The diagram is a simplified representation of a MLOps architecture. To view a more detailed architecture, explore the various use cases in the MLOps (v2) solution accelerator.

The architecture includes:

  1. Setup: Create all necessary Azure resources for the solution.
  2. Model development (inner loop): Explore and process the data to train and evaluate the model.
  3. Continuous integration: Package and register the model.
  4. Model deployment (outer loop): Deploy the model.
  5. Continuous deployment: Test the model and promote to production environment.
  6. Monitoring: Monitor model and endpoint performance.

To work with machine learning models at a large scale, Proseware wants to use separate environments for different stages. Having separate environments will make it easier to control access to resources. Each environment can then be associated with a separate Azure Machine Learning workspace.

Note

In this module, we refer to the DevOps interpretation of environments. Note that Azure Machine Learning also uses the term environments to describe a collection of Python packages needed to run a script. These two concepts of environments are independent from each other. Learn more about Azure Machine Learning environments.

To allow for models to be tested before being deployed, you want to work with three environments:

Diagram of development, staging, and production environment.

The development environment is used for the inner loop:

  1. Data scientists train the model.
  2. The model is packaged and registered.

The staging environment is used for part of the outer loop:

  1. Test the code and model with linting and unit testing.
  2. Deploy the model to test the endpoint.

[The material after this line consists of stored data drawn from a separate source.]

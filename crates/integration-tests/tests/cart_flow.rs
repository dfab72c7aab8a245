//! Integration tests for session carts.

#![allow(clippy::unwrap_used)]

use greenhouse_integration_tests::TestContext;
use reqwest::StatusCode;
use serde_json::{Value, json};

const MONSTERA: &str = "monstera-deliciosa-swiss";

async fn send(
    ctx: &TestContext,
    method: reqwest::Method,
    path: &str,
    session: &str,
    body: Option<Value>,
) -> (StatusCode, Value) {
    let mut request = ctx
        .client
        .request(method, ctx.url(path))
        .header("x-session-id", session);
    if let Some(body) = body {
        request = request.json(&body);
    }
    let resp = request.send().await.unwrap();
    let status = resp.status();
    (status, resp.json().await.unwrap())
}

#[tokio::test]
async fn test_add_then_zero_quantity_empties_cart() {
    let ctx = TestContext::new().await;

    let (status, cart) = send(
        &ctx,
        reqwest::Method::POST,
        "/cart",
        "s1",
        Some(json!({ "plantId": MONSTERA, "quantity": 2 })),
    )
    .await;
    assert_eq!(status, StatusCode::OK);
    assert_eq!(cart["total"].as_f64(), Some(2598.0));
    assert_eq!(cart["itemCount"], 2);
    assert_eq!(cart["items"][0]["id"], MONSTERA);
    assert_eq!(cart["items"][0]["quantity"], 2);

    let (status, cart) = send(
        &ctx,
        reqwest::Method::PUT,
        "/cart",
        "s1",
        Some(json!({ "plantId": MONSTERA, "quantity": 0 })),
    )
    .await;
    assert_eq!(status, StatusCode::OK);
    assert_eq!(cart["total"].as_f64(), Some(0.0));
    assert!(cart["items"].as_array().unwrap().is_empty());
}

#[tokio::test]
async fn test_sessions_are_isolated() {
    let ctx = TestContext::new().await;
    send(
        &ctx,
        reqwest::Method::POST,
        "/cart",
        "s1",
        Some(json!({ "id": MONSTERA })),
    )
    .await;

    let (_, other) = send(&ctx, reqwest::Method::GET, "/cart", "s2", None).await;
    assert_eq!(other["itemCount"], 0);

    let (_, count) = send(&ctx, reqwest::Method::GET, "/cart/count", "s1", None).await;
    assert_eq!(count["itemCount"], 1);
}

#[tokio::test]
async fn test_missing_session_header_uses_shared_cart() {
    let ctx = TestContext::new().await;
    send(
        &ctx,
        reqwest::Method::POST,
        "/cart",
        "default",
        Some(json!({ "plantId": MONSTERA, "quantity": 3 })),
    )
    .await;

    let (status, cart) = ctx.get("/cart", None).await;
    assert_eq!(status, StatusCode::OK);
    assert_eq!(cart["itemCount"], 3);
}

#[tokio::test]
async fn test_stock_is_checked_per_increment() {
    let ctx = TestContext::new().await;

    let (status, body) = send(
        &ctx,
        reqwest::Method::POST,
        "/cart",
        "s1",
        Some(json!({ "plantId": MONSTERA, "quantity": 19 })),
    )
    .await;
    assert_eq!(status, StatusCode::BAD_REQUEST);
    assert_eq!(body["success"], false);

    let (_, cart) = send(&ctx, reqwest::Method::GET, "/cart", "s1", None).await;
    assert_eq!(cart["itemCount"], 0);

    // Each add passes on its own even though the line ends above stock.
    for _ in 0..2 {
        let (status, _) = send(
            &ctx,
            reqwest::Method::POST,
            "/cart",
            "s1",
            Some(json!({ "plantId": MONSTERA, "quantity": 10 })),
        )
        .await;
        assert_eq!(status, StatusCode::OK);
    }
    let (_, cart) = send(&ctx, reqwest::Method::GET, "/cart", "s1", None).await;
    assert_eq!(cart["itemCount"], 20);
}

#[tokio::test]
async fn test_unknown_plant_and_bad_quantities() {
    let ctx = TestContext::new().await;

    let (status, _) = send(
        &ctx,
        reqwest::Method::POST,
        "/cart",
        "s1",
        Some(json!({ "plantId": "plastic-fern" })),
    )
    .await;
    assert_eq!(status, StatusCode::NOT_FOUND);

    let (status, _) = send(
        &ctx,
        reqwest::Method::POST,
        "/cart",
        "s1",
        Some(json!({ "plantId": MONSTERA, "quantity": 0 })),
    )
    .await;
    assert_eq!(status, StatusCode::BAD_REQUEST);

    let (status, _) = send(
        &ctx,
        reqwest::Method::PUT,
        "/cart",
        "s1",
        Some(json!({ "plantId": MONSTERA, "quantity": -1 })),
    )
    .await;
    assert_eq!(status, StatusCode::BAD_REQUEST);

    let (status, _) = send(
        &ctx,
        reqwest::Method::PUT,
        "/cart",
        "s1",
        Some(json!({ "plantId": MONSTERA, "quantity": 4 })),
    )
    .await;
    assert_eq!(status, StatusCode::NOT_FOUND);
}

#[tokio::test]
async fn test_huge_quantities_are_rejected() {
    let ctx = TestContext::new().await;
    for plant in [MONSTERA, "peace-lily"] {
        send(
            &ctx,
            reqwest::Method::POST,
            "/cart",
            "s1",
            Some(json!({ "plantId": plant })),
        )
        .await;
        let (status, body) = send(
            &ctx,
            reqwest::Method::PUT,
            "/cart",
            "s1",
            Some(json!({ "plantId": plant, "quantity": u32::MAX })),
        )
        .await;
        assert_eq!(status, StatusCode::BAD_REQUEST);
        assert_eq!(body["success"], false);
    }

    let (status, cart) = send(&ctx, reqwest::Method::GET, "/cart", "s1", None).await;
    assert_eq!(status, StatusCode::OK);
    assert_eq!(cart["itemCount"], 2);
    assert_eq!(cart["total"].as_f64(), Some(1798.0));
}

#[tokio::test]
async fn test_remove_and_clear() {
    let ctx = TestContext::new().await;
    send(
        &ctx,
        reqwest::Method::POST,
        "/cart",
        "s1",
        Some(json!({ "plantId": MONSTERA, "quantity": 1 })),
    )
    .await;

    let (status, cart) = send(
        &ctx,
        reqwest::Method::DELETE,
        &format!("/cart/{MONSTERA}"),
        "s1",
        None,
    )
    .await;
    assert_eq!(status, StatusCode::OK);
    assert_eq!(cart["itemCount"], 0);

    // Removing again is a no-op.
    let (status, _) = send(
        &ctx,
        reqwest::Method::DELETE,
        &format!("/cart/{MONSTERA}"),
        "s1",
        None,
    )
    .await;
    assert_eq!(status, StatusCode::OK);

    send(
        &ctx,
        reqwest::Method::POST,
        "/cart",
        "s1",
        Some(json!({ "plantId": MONSTERA, "quantity": 2 })),
    )
    .await;
    let (status, cart) = send(&ctx, reqwest::Method::DELETE, "/cart", "s1", None).await;
    assert_eq!(status, StatusCode::OK);
    assert_eq!(cart["message"], "Cart cleared");
    assert_eq!(cart["total"].as_f64(), Some(0.0));
}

The production environment is used for another part of the outer loop:

  1. Deploy the model to the production endpoint. The production endpoint is integrated with the web application.
  2. Monitor the model and endpoint performance to trigger retraining when necessary.

Although many machine learning tasks can and should be automated, you'll also want to plan for points where you want gated approval. When a model has been trained and packaged, you want to notify the lead data scientist to validate the model before it moves to the staging environment.

Similarly, after the model has been tested vigorously in the staging environment, you want to add gated approval to ensure someone from the software development team verifies that all tests were successful before deploying your model to production.

When you work with environments, gated approval allows you to control deployments from one environment to the next.